HPP is an inherited metabolic disorder that features rickets or osteomalacia caused by deficiency of tissue-nonspecific alkaline phosphatase (TNSALP; EC 3.1.3.1). TNSALP is an ubiquitous, cytosol-insoluble plasma membrane-bound enzyme. The human enzyme contains 524 amino acid residues, and the sequence is available on the UniProtKB/Swiss-Prot data base under the designation “PPBT-Human P05186”.
Hypophosphatasia is an inherited metabolic disorder of defective bone mineralization caused by deficiency of the TNSALP. Clinical severity is remarkably variable, ranging from death in utero to merely premature loss of dentition in adult life. Despite the presence of TNSALP in bone, kidney, liver, and adrenal tissue in healthy individuals, clinical manifestations in patients with hypophosphatasia are limited to defective skeletal mineralization that manifests as rickets in infants and children and osteomalacia in adults.
In the most pernicious form of hypophosphatasia, the perinatal lethal variant, profound skeletal hypomineralization results in caput membranaceum with shortened and deformed limbs noted. Some affected neonates survive for several days or weeks. The neonates often succumb to respiratory failure brought on by pulmonary hypoplasia and structural failure of the weakened skeleton from demineralization.

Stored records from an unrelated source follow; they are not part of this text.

//! A collector for geometry and property data from geospatial sources.
//!
//! [`GeozeroCollector`] implements the geozero processor traits and turns every
//! feature it sees into a [`Feature`]. Geometries are assembled position by
//! position, asking the source for `z` so that elevations survive, and
//! properties are converted from geozero's `ColumnValue` to JSON values.
//!
//! # Example
//!
//! ```rust
//! use geozero::GeozeroDatasource;
//! use serde_geojson::collector::GeozeroCollector;
//!
//! let geojson = r#"{
//!     "type": "Feature",
//!     "geometry": {"type": "Point", "coordinates": [102.0, 0.5]},
//!     "properties": {"name": "Test Point", "value": 42}
//! }"#;
//!
//! let mut collector = GeozeroCollector::new();
//! let mut reader = geozero::geojson::GeoJsonReader(geojson.as_bytes());
//! reader.process(&mut collector).unwrap();
//!
//! let collection = collector.finish().unwrap();
//! let feature = &collection.features[0];
//! assert_eq!(feature.as_point().map(|p| p.raw()), Some(vec![102.0, 0.5]));
//! ```
use std::mem;

use geozero::{
    error::{GeozeroError, Result as GeozeroResult},
    ColumnValue, CoordDimensions, FeatureProcessor, GeomProcessor, PropertyProcessor,
};
use log::debug;
use serde_json::Value;

use crate::{
    error::{Error, Result},
    feature::Properties,
    Feature, FeatureCollection, Geometry, GeometryCollection, GeometryCollectionMember,
    LineString, LinearRing, MultiLineString, MultiPoint, MultiPolygon, Point, Polygon, Position,
};

/// Assembles one geometry from geozero processor events.
///
/// Positions gather in `positions` until their line, ring or point ends. Untagged
/// lines become rings inside a polygon and parts of a multi line string
/// elsewhere. Open collections are stacked; a collection inside a collection is
/// recorded as an error.
#[derive(Default)]
struct GeometryBuilder {
    positions: Vec<Position>,
    lines: Vec<LineString>,
    rings: Vec<LinearRing>,
    polygons: Vec<Polygon>,
    in_polygon: bool,
    collections: Vec<Vec<Geometry>>,
    geometry: Option<Geometry>,
    error: Option<Error>,
}

impl GeometryBuilder {
    fn push(&mut self, geometry: Geometry) {
        match self.collections.last_mut() {
            Some(members) => members.push(geometry),
            None => self.geometry = Some(geometry),
        }
    }

    fn take(&mut self) -> Result<Option<Geometry>> {
        let builder = mem::take(self);
        match builder.error {
            Some(err) => Err(err),
            None => Ok(builder.geometry),
        }
    }
}

pub struct GeozeroCollector {
    features: Vec<Feature>,

    current_geometry: GeometryBuilder,
    current_properties: Option<Properties>,
    error: Option<Error>,
}

impl GeozeroCollector {
    #[must_use]
    pub fn new() -> Self {
        Self {
            features: Vec::new(),
            current_geometry: GeometryBuilder::default(),
            current_properties: None,
            error: None,
        }
    }

    /// Number of features collected so far.
    #[must_use]
    pub fn len(&self) -> usize {
        self.features.len()
    }

    #[must_use]
    pub fn is_empty(&self) -> bool {
        self.features.is_empty()
    }

    /// Returns the collected features.
    ///
    /// # Errors
    ///
    /// Returns the first conversion error hit while collecting, e.g. a nested
    /// geometry collection.
    pub fn finish(self) -> Result<FeatureCollection> {
        match self.error {
            Some(err) => Err(err),
            None => Ok(FeatureCollection::new(self.features)),
        }
    }
}

impl Default for GeozeroCollector {
    fn default() -> Self {
        Self::new()
    }
}

/// Converts a geozero column value into the JSON value stored in `properties`.
fn column_value_to_json(value: &ColumnValue) -> GeozeroResult<Value> {
    Ok(match value {
        ColumnValue::Byte(v) => Value::from(*v),
        ColumnValue::UByte(v) => Value::from(*v),
        ColumnValue::Bool(v) => Value::from(*v),
        ColumnValue::Short(v) => Value::from(*v),
        ColumnValue::UShort(v) => Value::from(*v),
        ColumnValue::Int(v) => Value::from(*v),
        ColumnValue::UInt(v) => Value::from(*v),
        ColumnValue::Long(v) => Value::from(*v),
        ColumnValue::ULong(v) => Value::from(*v),
        ColumnValue::Float(v) => Value::from(f64::from(*v)),
        ColumnValue::Double(v) => Value::from(*v),
        ColumnValue::String(v) => Value::from(v.to_string()),
        ColumnValue::DateTime(v) => {
            let v: &str = v.as_ref();
            Value::from(v)
        }
        ColumnValue::Json(v) => {
            serde_json::from_str(v).map_err(|err| GeozeroError::Property(err.to_string()))?
        }
        ColumnValue::Binary(v) => Value::from(v.to_vec()),
    })
}

impl PropertyProcessor for GeozeroCollector {
    fn property(&mut self, _idx: usize, name: &str, value: &ColumnValue) -> GeozeroResult<bool> {
        self.current_properties
            .get_or_insert_with(Properties::new)
            .insert(name.to_string(), column_value_to_json(value)?);
        Ok(false)
    }
}

impl GeomProcessor for GeozeroCollector {
    fn dimensions(&self) -> CoordDimensions {
        CoordDimensions::xyz()
    }

    fn multi_dim(&self) -> bool {
        true
    }

    fn xy(&mut self, x: f64, y: f64, _idx: usize) -> GeozeroResult<()> {
        self.current_geometry.positions.push(Position::new(x, y));
        Ok(())
    }

    fn coordinate(
        &mut self,
        x: f64,
        y: f64,
        z: Option<f64>,
        _m: Option<f64>,
        _t: Option<f64>,
        _tm: Option<u64>,
        _idx: usize,
    ) -> GeozeroResult<()> {
        let position = match z {
            Some(z) => Position::with_elevation(x, y, z),
            None => Position::new(x, y),
        };
        self.current_geometry.positions.push(position);
        Ok(())
    }

    fn empty_point(&mut self, _idx: usize) -> GeozeroResult<()> {
        self.current_geometry.push(Point::default().into());
        Ok(())
    }

    fn point_begin(&mut self, _idx: usize) -> GeozeroResult<()> {
        self.current_geometry.positions.clear();
        Ok(())
    }

    fn point_end(&mut self, _idx: usize) -> GeozeroResult<()> {
        let builder = &mut self.current_geometry;
        let position = builder.positions.pop().unwrap_or_default();
        builder.positions.clear();
        builder.push(Point(position).into());
        Ok(())
    }

    fn multipoint_begin(&mut self, _size: usize, _idx: usize) -> GeozeroResult<()> {
        self.current_geometry.positions.clear();
        Ok(())
    }

    fn multipoint_end(&mut self, _idx: usize) -> GeozeroResult<()> {
        let builder = &mut self.current_geometry;
        let positions = mem::take(&mut builder.positions);
        builder.push(MultiPoint(positions).into());
        Ok(())
    }

    fn linestring_begin(&mut self, _tagged: bool, _size: usize, _idx: usize) -> GeozeroResult<()> {
        self.current_geometry.positions.clear();
        Ok(())
    }

    fn linestring_end(&mut self, tagged: bool, _idx: usize) -> GeozeroResult<()> {
        let builder = &mut self.current_geometry;
        let positions = mem::take(&mut builder.positions);
        if tagged {
            builder.push(LineString(positions).into());
        } else if builder.in_polygon {
            builder.rings.push(LinearRing(positions));
        } else {
            builder.lines.push(LineString(positions));
        }
        Ok(())
    }

    fn multilinestring_begin(&mut self, _size: usize, _idx: usize) -> GeozeroResult<()> {
        self.current_geometry.lines.clear();
        Ok(())
    }

    fn multilinestring_end(&mut self, _idx: usize) -> GeozeroResult<()> {
        let builder = &mut self.current_geometry;
        let lines = mem::take(&mut builder.lines);
        builder.push(MultiLineString(lines).into());
        Ok(())
    }

    fn polygon_begin(&mut self, _tagged: bool, _size: usize, _idx: usize) -> GeozeroResult<()> {
        let builder = &mut self.current_geometry;
        builder.rings.clear();
        builder.in_polygon = true;
        Ok(())
    }

    fn polygon_end(&mut self, tagged: bool, _idx: usize) -> GeozeroResult<()> {
        let builder = &mut self.current_geometry;
        builder.in_polygon = false;
        let polygon = Polygon(mem::take(&mut builder.rings));
        if tagged {
            builder.push(polygon.into());
        } else {
            builder.polygons.push(polygon);
        }
        Ok(())
    }

    fn multipolygon_begin(&mut self, _size: usize, _idx: usize) -> GeozeroResult<()> {
        self.current_geometry.polygons.clear();
        Ok(())
    }

    fn multipolygon_end(&mut self, _idx: usize) -> GeozeroResult<()> {
        let builder = &mut self.current_geometry;
        let polygons = mem::take(&mut builder.polygons);
        builder.push(MultiPolygon(polygons).into());
        Ok(())
    }

    fn geometrycollection_begin(&mut self, size: usize, _idx: usize) -> GeozeroResult<()> {
        self.current_geometry.collections.push(Vec::with_capacity(size));
        Ok(())
    }

    fn geometrycollection_end(&mut self, _idx: usize) -> GeozeroResult<()> {
        let builder = &mut self.current_geometry;
        let members = builder.collections.pop().unwrap_or_default();
        match members
            .into_iter()
            .map(GeometryCollectionMember::try_from)
            .collect::<Result<GeometryCollection>>()
        {
            Ok(collection) => builder.push(collection.into()),
            Err(err) => {
                builder.error.get_or_insert(err);
            }
        }
        Ok(())
    }
}

impl FeatureProcessor for GeozeroCollector {
    fn feature_begin(&mut self, _idx: u64) -> GeozeroResult<()> {
        self.current_geometry = GeometryBuilder::default();
        self.current_properties = None;
        Ok(())
    }

    fn properties_begin(&mut self) -> GeozeroResult<()> {
        self.current_properties = Some(Properties::new());
        Ok(())
    }

    fn geometry_begin(&mut self) -> GeozeroResult<()> {
        self.current_geometry = GeometryBuilder::default();
        Ok(())
    }

    fn feature_end(&mut self, idx: u64) -> GeozeroResult<()> {
        let mut feature = match self.current_properties.take() {
            Some(properties) => Feature::default().with_properties(properties),
            None => Feature::default(),
        };

        match self.current_geometry.take() {
            Ok(Some(geometry)) => feature = feature.with_geometry(geometry),
            Ok(None) => {}
            Err(err) => {
                debug!("dropping feature {idx}: {err}");
                self.error.get_or_insert(err);
                return Ok(());
            }
        }

        debug!(
            "collected feature {idx} with geometry {:?}",
            feature.geometry_type()
        );
        self.features.push(feature);
        Ok(())
    }
}

#[cfg(test)]
mod test {
    use approx::assert_relative_eq;
    use geozero::GeozeroDatasource;
    use serde_json::Value;

    use super::GeozeroCollector;
    use crate::{
        from_datasource, Error, Feature, FeatureCollection, GeometryCollection, MultiLineString,
        Point, Polygon,
    };

    #[test]
    fn test_from_geojson() -> anyhow::Result<()> {
        let geojson = r#"{
            "type": "FeatureCollection",
            "features": [
                {
                    "type": "Feature",
                    "geometry": {
                        "type": "Point",
                        "coordinates": [102.0, 0.5]
                    },
                    "properties": {
                        "name": "Test Point",
                        "value": 42
                    }
                },
                {
                    "type": "Feature",
                    "geometry": {
                        "type": "MultiLineString",
                        "coordinates": [[[103.0, 1.5], [104.0, 2.5]]]
                    },
                    "properties": {
                        "name": "Another Line",
                        "value": 43
                    }
                }
            ]
        }"#;

        let mut collector = GeozeroCollector::new();

        let mut reader = geozero::geojson::GeoJsonReader(geojson.as_bytes());
        reader.process(&mut collector)?;
        assert_eq!(collector.len(), 2);

        let collection = collector.finish()?;

        let feature = &collection.features[0];
        let point = feature.as_point().map(Point::raw).unwrap_or_default();
        assert_relative_eq!(point[0], 102.0);
        assert_relative_eq!(point[1], 0.5);
        let properties = feature.properties.clone().unwrap_or_default();
        assert_eq!(properties.get("name"), Some(&Value::from("Test Point")));
        assert_eq!(properties.get("value").and_then(Value::as_i64), Some(42));

        let feature = &collection.features[1];
        let lines = feature.as_multi_line_string().map(MultiLineString::raw).unwrap_or_default();
        assert_eq!(lines.len(), 1);
        assert_relative_eq!(lines[0][1][0], 104.0);
        assert_relative_eq!(lines[0][1][1], 2.5);
        assert_eq!(
            feature.properties.as_ref().and_then(|p| p.get("value")).and_then(Value::as_i64),
            Some(43)
        );

        Ok(())
    }

    #[test]
    fn test_column_values() -> geozero::error::Result<()> {
        use geozero::ColumnValue;

        assert_eq!(super::column_value_to_json(&ColumnValue::Bool(true))?, Value::Bool(true));
        assert_eq!(super::column_value_to_json(&ColumnValue::ULong(7))?, Value::from(7_u64));
        assert_eq!(super::column_value_to_json(&ColumnValue::Float(0.5))?, Value::from(0.5));
        assert_eq!(
            super::column_value_to_json(&ColumnValue::Json(r#"{"a":[1]}"#))?,
            serde_json::json!({"a": [1]})
        );
        assert!(super::column_value_to_json(&ColumnValue::Json("{")).is_err());
        Ok(())
    }

    #[test]
    fn test_elevation_is_kept() -> anyhow::Result<()> {
        let mut collection = FeatureCollection::default()
            .push(Feature::default().with_point(Point::from([1.0, 2.0, 3.0])))
            .push(Feature::default().with_polygon(Polygon::from(vec![vec![
                [0.0, 0.0, 5.0],
                [1.0, 0.0, 6.0],
                [1.0, 1.0, 7.0],
                [0.0, 0.0, 5.0],
            ]])))
            .push(Feature::default().with_geometry_collection(
                GeometryCollection::default()
                    .append(Point::from([4.0, 5.0, 6.0]))
                    .append(MultiLineString::from(vec![vec![[0.0, 0.0], [1.0, 1.0]]])),
            ));
        assert_eq!(from_datasource(&mut collection.clone())?, collection);

        let geojson = r#"{"type":"Feature","geometry":{"type":"Point","coordinates":[1,2,3]}}"#;
        let mut reader = geozero::geojson::GeoJsonReader(geojson.as_bytes());
        let collected = from_datasource(&mut reader)?;
        assert_eq!(
            collected.features[0].as_point().map(Point::raw),
            Some(vec![1.0, 2.0, 3.0])
        );
        Ok(())
    }

    #[test]
    fn test_nested_collection_is_rejected() -> geozero::error::Result<()> {
        use geozero::{FeatureProcessor, GeomProcessor};

        let mut collector = GeozeroCollector::new();
        collector.feature_begin(0)?;
        collector.geometry_begin()?;
        collector.geometrycollection_begin(1, 0)?;
        collector.geometrycollection_begin(1, 0)?;
        collector.point_begin(0)?;
        collector.xy(1.0, 2.0, 0)?;
        collector.point_end(0)?;
        collector.geometrycollection_end(0)?;
        collector.geometrycollection_end(0)?;
        collector.geometry_end()?;
        collector.feature_end(0)?;

        assert!(collector.is_empty());
        assert!(matches!(collector.finish(), Err(Error::NestedGeometryCollection)));
        Ok(())
    }
}
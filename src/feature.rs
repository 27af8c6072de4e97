//! `GeoJSON` features: an optional id, a free-form property map, an optional
//! bounding box and at most one geometry.

use log::debug;
use serde::{
    ser::{Error as _, SerializeStruct},
    Deserialize, Serialize,
};
use serde_json::{Number, Value};

use crate::{
    error::{check_type, Error, Result},
    geometry::{
        Geometry, GeometryCollection, GeometryType, LineString, MultiLineString, MultiPoint,
        MultiPolygon, Point, Polygon,
    },
    ser::JsonNumberSerializer,
    Position,
};

/// The `properties` member of a feature.
pub type Properties = hashbrown::HashMap<String, Value>;

/// A spatially bounded thing.
///
/// The geometry is installed with one of the `with_*` builders; the last call wins.
/// A feature without geometry encodes `"geometry": null`, which does not decode
/// again: `null` is not a recognized geometry.
#[derive(Clone, Debug, Default, PartialEq)]
pub struct Feature {
    /// Optional identifier. Only strings and numbers are valid; anything else is
    /// rejected when the feature is encoded.
    pub id: Option<Value>,
    pub properties: Option<Properties>,
    /// Coordinate range of the geometry, stored as given.
    pub bbox: Option<Vec<Position>>,
    geometry: Option<Geometry>,
}

macro_rules! impl_geometry_builders {
    ($($variant:ident => $with_fn:ident, $as_fn:ident);* $(;)?) => {
        impl Feature {
            $(
                #[must_use]
                pub fn $with_fn(self, geometry: $variant) -> Self {
                    self.with_geometry(geometry)
                }

                #[must_use]
                pub fn $as_fn(&self) -> Option<&$variant> {
                    self.geometry.as_ref()?.$as_fn()
                }
            )*
        }
    };
}

impl_geometry_builders!(
    Point => with_point, as_point;
    MultiPoint => with_multi_point, as_multi_point;
    LineString => with_line_string, as_line_string;
    MultiLineString => with_multi_line_string, as_multi_line_string;
    Polygon => with_polygon, as_polygon;
    MultiPolygon => with_multi_polygon, as_multi_polygon;
    GeometryCollection => with_geometry_collection, as_geometry_collection;
);

impl Feature {
    /// Returns the feature with its geometry replaced.
    #[must_use]
    pub fn with_geometry(mut self, geometry: impl Into<Geometry>) -> Self {
        self.geometry = Some(geometry.into());
        self
    }

    /// Sets the id. A non-finite float has no JSON form, so it leaves the
    /// feature without an id.
    #[must_use]
    pub fn with_id(mut self, id: impl Into<FeatureId>) -> Self {
        self.id = id.into().0;
        self
    }

    #[must_use]
    pub fn with_properties(mut self, properties: Properties) -> Self {
        self.properties = Some(properties);
        self
    }

    #[must_use]
    pub fn with_property(mut self, key: impl Into<String>, value: impl Into<Value>) -> Self {
        self.properties
            .get_or_insert_with(Properties::new)
            .insert(key.into(), value.into());
        self
    }

    #[must_use]
    pub fn with_bbox(mut self, bbox: Vec<Position>) -> Self {
        self.bbox = Some(bbox);
        self
    }

    #[must_use]
    pub fn geometry(&self) -> Option<&Geometry> {
        self.geometry.as_ref()
    }

    #[must_use]
    pub fn into_geometry(self) -> Option<Geometry> {
        self.geometry
    }

    /// The tag of the installed geometry, `None` if there is none.
    #[must_use]
    pub fn geometry_type(&self) -> Option<GeometryType> {
        self.geometry.as_ref().map(Geometry::geometry_type)
    }
}

/// A value accepted by [`Feature::with_id`].
///
/// Integers keep their kind. Floats are stored as the shortest decimal that reads
/// back to the same value in their own width, so an `f32` id of `0.1` encodes as
/// `0.1`. `NaN` and the infinities convert to no id at all.
#[derive(Clone, Debug, PartialEq)]
pub struct FeatureId(Option<Value>);

impl FeatureId {
    fn from_f64(id: f64) -> Self {
        let number = Number::from_f64(id);
        if number.is_none() {
            debug!("ignoring non-finite feature id {id}");
        }
        Self(number.map(Value::Number))
    }
}

impl From<Value> for FeatureId {
    fn from(id: Value) -> Self {
        Self(Some(id))
    }
}

impl From<Number> for FeatureId {
    fn from(id: Number) -> Self {
        Self(Some(Value::Number(id)))
    }
}

impl From<&str> for FeatureId {
    fn from(id: &str) -> Self {
        Self(Some(Value::from(id)))
    }
}

impl From<String> for FeatureId {
    fn from(id: String) -> Self {
        Self(Some(Value::from(id)))
    }
}

impl From<f64> for FeatureId {
    fn from(id: f64) -> Self {
        Self::from_f64(id)
    }
}

impl From<f32> for FeatureId {
    fn from(id: f32) -> Self {
        // The shortest `f32` decimal is also a valid `f64` literal.
        Self::from_f64(id.to_string().parse().unwrap_or(f64::NAN))
    }
}

macro_rules! impl_integer_id {
    ($($t:ty),*) => {$(
        impl From<$t> for FeatureId {
            fn from(id: $t) -> Self {
                Self(Some(Value::from(id)))
            }
        }
    )*};
}

impl_integer_id!(i8, i16, i32, i64, isize, u8, u16, u32, u64, usize);

/// The name used in errors for the kind of a JSON value.
fn value_kind(value: &Value) -> &'static str {
    match value {
        Value::Null => "null",
        Value::Bool(_) => "bool",
        Value::Number(_) => "number",
        Value::String(_) => "string",
        Value::Array(_) => "array",
        Value::Object(_) => "object",
    }
}

/// Checks that an id is absent, a string or a number.
///
/// # Errors
///
/// Fails with [`Error::InvalidIdKind`] naming the kind of any other value.
pub fn check_id(id: Option<&Value>) -> Result<()> {
    match id {
        None | Some(Value::Null | Value::String(_) | Value::Number(_)) => Ok(()),
        Some(other) => {
            debug!("rejecting feature id {other}");
            Err(Error::InvalidIdKind(value_kind(other)))
        }
    }
}

/// Decoded ids carry a single numeric representation, whatever the source token.
fn narrow_id(id: Value) -> Option<Value> {
    match id {
        Value::Null => None,
        Value::Number(number) => Some(
            number
                .as_f64()
                .and_then(Number::from_f64)
                .map_or(Value::Number(number), Value::Number),
        ),
        other => Some(other),
    }
}

impl Serialize for Feature {
    fn serialize<S>(&self, serializer: S) -> std::result::Result<S::Ok, S::Error>
    where
        S: serde::Serializer,
    {
        check_id(self.id.as_ref()).map_err(S::Error::custom)?;

        let mut state = serializer.serialize_struct("Feature", 5)?;
        match &self.id {
            Some(Value::String(id)) => state.serialize_field("id", id)?,
            Some(Value::Number(id)) => state.serialize_field("id", &JsonNumberSerializer(id))?,
            _ => state.skip_field("id")?,
        }
        state.serialize_field("type", "Feature")?;
        state.serialize_field("geometry", &self.geometry)?;
        match &self.properties {
            Some(properties) => state.serialize_field("properties", properties)?,
            None => state.skip_field("properties")?,
        }
        match &self.bbox {
            Some(bbox) => state.serialize_field("bbox", bbox)?,
            None => state.skip_field("bbox")?,
        }
        state.end()
    }
}

#[derive(Deserialize)]
struct RawFeature {
    #[serde(default)]
    id: Option<Value>,
    #[serde(default)]
    geometry: Value,
    #[serde(default)]
    properties: Option<Properties>,
    #[serde(default)]
    bbox: Option<Vec<Position>>,
}

impl TryFrom<Value> for Feature {
    type Error = Error;

    fn try_from(value: Value) -> Result<Self> {
        check_type(crate::geometry::type_member(&value)?, "Feature")?;
        let raw: RawFeature = serde_json::from_value(value)?;

        check_id(raw.id.as_ref())?;

        Ok(Feature {
            id: raw.id.and_then(narrow_id),
            properties: raw.properties,
            bbox: raw.bbox,
            geometry: Some(Geometry::try_from(raw.geometry)?),
        })
    }
}

impl_deserialize_from_value!(Feature);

Prenatal therapy for inborn errors of metabolism remains an unmet challenge. Most cases of perinatal HPP with severe skeletal hypomineralization result in stillbirth or postnatal lethality. Over 50% of the patients with an infantile form of the condition die within the next few months. Advanced ultrasonography made in utero diagnosis of severe skeletal dysplasia including HPP feasible.
Acidic amino acid (AAA) oligopeptides bind specifically to bone matrix, hydroxyapatite calcium site, and tagging a therapeutic agent, namely TNSALP, with AAA markedly enhances delivery of the agent to bone [Nishioka et al., (2006) Mol Genet Metab, 88 (3):244-255]. ERT has been successively shown by a deca-Asp (D10)-tagged TNSALP (sALP-FcD10) in a HPP murine model (similar to the infantile form in human patients) to lead to marked clinical and pathological improvement [Milian et al., (2008) J Bone Miner Res, 23 (6):777-787]. The sALP-FcD10 enzyme is now used in Phase I and II clinical trials for HPP patients, resulting in substantial reversal of bone hypomineralization [Whyte et al., Hypophosphatasia: Treatment of Life-Threatening Disease Using Bone-Targeted Human Recombinant Tissue Non-Specific Alkaline Phosphatase (2009) ACR/ARHP Scientific Meeting, found at acr.confex.com/acr/2009/webprogram/Paper12463.html. This sALP-FcD10 enzyme also includes the Fc region of human IgG at the C-terminus of the enzyme for purification purposes.
Recently, Grubb et al. showed that Fc-conjugated β-glucuronidase, infused into pregnant mice, was transported across the placenta, indicating a potential application for prenatal therapy [Grubb et al., (2008) Proc Natl Acad Sci U.S.A., 105(24):8375-8380]. β-glucuronidase (GUS) is a cytosol- and water-soluble, sialic acid-containing glycoprotein enzyme that catalyzes breakdown of complex carbohydrates. Maternal IgG is transported transplacentally by the neonatal Fc receptor, which recognizes the Fc domain of IgG and mediates transcytosis from maternal to fetal circulation.